▶ _PROBLEM_: Within the records that follow, find every line containing the string "MatchOver". Copy those lines.

################

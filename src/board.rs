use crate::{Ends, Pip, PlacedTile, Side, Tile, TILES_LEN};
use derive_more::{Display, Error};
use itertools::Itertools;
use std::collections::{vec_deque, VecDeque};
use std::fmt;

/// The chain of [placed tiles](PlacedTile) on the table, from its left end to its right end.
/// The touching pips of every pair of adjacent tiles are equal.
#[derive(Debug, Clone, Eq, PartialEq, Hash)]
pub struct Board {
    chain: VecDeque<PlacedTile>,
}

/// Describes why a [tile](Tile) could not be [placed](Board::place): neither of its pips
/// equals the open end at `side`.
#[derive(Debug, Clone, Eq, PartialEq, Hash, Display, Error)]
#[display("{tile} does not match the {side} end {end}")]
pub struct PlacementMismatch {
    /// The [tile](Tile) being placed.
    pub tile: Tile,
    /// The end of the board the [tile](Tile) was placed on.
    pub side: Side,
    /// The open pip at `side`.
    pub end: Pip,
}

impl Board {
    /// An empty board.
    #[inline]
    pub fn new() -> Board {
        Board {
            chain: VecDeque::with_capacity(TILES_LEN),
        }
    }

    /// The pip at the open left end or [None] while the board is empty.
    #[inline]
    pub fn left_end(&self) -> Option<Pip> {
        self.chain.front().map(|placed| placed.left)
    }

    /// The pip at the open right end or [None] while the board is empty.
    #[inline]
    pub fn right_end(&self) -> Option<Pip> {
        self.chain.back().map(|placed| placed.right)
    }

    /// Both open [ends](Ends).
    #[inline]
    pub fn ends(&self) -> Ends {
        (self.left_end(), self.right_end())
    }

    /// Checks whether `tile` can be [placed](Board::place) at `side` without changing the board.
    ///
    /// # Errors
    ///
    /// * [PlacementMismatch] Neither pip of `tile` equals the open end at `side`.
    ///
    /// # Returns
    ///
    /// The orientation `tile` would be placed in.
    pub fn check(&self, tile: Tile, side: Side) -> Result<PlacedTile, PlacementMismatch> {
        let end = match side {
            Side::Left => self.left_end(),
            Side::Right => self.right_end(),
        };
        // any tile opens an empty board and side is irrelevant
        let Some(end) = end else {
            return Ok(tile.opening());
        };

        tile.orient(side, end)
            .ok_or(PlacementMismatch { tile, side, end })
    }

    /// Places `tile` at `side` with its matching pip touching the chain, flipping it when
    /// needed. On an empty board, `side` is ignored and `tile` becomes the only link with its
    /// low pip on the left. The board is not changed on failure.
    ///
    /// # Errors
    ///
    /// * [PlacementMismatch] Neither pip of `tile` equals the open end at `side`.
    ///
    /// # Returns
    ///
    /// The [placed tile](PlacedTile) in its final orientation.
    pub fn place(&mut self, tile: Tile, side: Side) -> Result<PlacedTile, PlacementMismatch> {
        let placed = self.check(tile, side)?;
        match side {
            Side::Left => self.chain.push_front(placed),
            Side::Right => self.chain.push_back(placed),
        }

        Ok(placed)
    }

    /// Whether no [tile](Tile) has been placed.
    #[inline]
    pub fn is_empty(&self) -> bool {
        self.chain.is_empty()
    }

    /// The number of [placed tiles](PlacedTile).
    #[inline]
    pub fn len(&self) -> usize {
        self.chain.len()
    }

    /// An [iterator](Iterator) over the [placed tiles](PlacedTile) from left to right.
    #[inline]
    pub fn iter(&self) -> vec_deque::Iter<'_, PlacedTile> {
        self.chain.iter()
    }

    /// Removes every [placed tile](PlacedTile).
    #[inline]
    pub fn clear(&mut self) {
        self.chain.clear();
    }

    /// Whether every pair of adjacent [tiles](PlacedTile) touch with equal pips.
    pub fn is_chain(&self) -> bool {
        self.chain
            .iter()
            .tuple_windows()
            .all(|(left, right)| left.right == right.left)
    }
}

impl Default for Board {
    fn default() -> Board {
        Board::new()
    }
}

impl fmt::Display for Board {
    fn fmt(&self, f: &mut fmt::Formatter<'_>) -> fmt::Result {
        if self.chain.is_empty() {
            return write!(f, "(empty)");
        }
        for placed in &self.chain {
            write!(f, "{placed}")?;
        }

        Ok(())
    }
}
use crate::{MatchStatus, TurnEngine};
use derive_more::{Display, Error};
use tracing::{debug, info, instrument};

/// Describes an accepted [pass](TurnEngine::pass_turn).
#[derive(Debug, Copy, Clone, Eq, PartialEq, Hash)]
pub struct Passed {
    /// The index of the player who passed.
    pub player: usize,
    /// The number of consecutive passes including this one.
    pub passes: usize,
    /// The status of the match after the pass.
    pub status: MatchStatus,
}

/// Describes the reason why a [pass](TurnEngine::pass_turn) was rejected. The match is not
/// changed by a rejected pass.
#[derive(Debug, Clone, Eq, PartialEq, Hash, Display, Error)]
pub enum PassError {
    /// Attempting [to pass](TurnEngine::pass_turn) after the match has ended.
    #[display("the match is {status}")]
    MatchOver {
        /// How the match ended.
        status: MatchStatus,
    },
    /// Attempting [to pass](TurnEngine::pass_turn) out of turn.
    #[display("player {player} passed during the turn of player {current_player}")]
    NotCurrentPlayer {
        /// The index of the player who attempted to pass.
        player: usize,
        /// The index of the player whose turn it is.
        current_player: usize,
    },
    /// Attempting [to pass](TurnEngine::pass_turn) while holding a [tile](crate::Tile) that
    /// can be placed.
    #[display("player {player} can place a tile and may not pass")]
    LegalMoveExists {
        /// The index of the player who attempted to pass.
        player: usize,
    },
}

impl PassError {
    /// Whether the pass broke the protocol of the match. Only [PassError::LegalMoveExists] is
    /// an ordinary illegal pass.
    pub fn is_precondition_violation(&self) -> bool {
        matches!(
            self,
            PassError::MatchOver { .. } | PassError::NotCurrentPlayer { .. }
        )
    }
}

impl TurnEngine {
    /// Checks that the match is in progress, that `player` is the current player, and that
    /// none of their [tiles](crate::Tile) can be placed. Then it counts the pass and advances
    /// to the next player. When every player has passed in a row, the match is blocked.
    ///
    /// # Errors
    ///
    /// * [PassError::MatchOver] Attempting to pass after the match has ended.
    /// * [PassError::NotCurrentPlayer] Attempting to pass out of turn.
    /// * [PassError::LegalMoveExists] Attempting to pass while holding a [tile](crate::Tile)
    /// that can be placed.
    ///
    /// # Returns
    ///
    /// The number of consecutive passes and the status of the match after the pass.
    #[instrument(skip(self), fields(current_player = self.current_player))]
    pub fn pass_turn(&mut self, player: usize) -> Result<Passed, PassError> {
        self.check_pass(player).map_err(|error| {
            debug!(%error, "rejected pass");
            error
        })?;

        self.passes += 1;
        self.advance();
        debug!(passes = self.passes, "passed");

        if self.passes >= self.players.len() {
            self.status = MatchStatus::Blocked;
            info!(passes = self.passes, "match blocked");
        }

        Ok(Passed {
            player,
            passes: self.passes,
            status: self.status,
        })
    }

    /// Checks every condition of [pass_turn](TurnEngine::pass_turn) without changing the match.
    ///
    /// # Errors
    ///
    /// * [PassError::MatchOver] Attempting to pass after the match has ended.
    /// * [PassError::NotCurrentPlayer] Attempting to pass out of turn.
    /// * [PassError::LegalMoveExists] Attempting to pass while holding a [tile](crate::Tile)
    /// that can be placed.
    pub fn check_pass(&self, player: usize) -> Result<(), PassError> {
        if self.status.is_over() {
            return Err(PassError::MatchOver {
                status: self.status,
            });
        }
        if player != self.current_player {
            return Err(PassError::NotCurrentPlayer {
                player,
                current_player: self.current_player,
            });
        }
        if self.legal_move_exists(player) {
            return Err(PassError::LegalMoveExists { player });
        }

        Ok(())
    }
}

################

▶ _SOLUTION TO THE PROBLEM_:
    MatchOver {
            PassError::MatchOver { .. } | PassError::NotCurrentPlayer { .. }
    /// * [PassError::MatchOver] Attempting to pass after the match has ended.
    /// * [PassError::MatchOver] Attempting to pass after the match has ended.
            return Err(PassError::MatchOver {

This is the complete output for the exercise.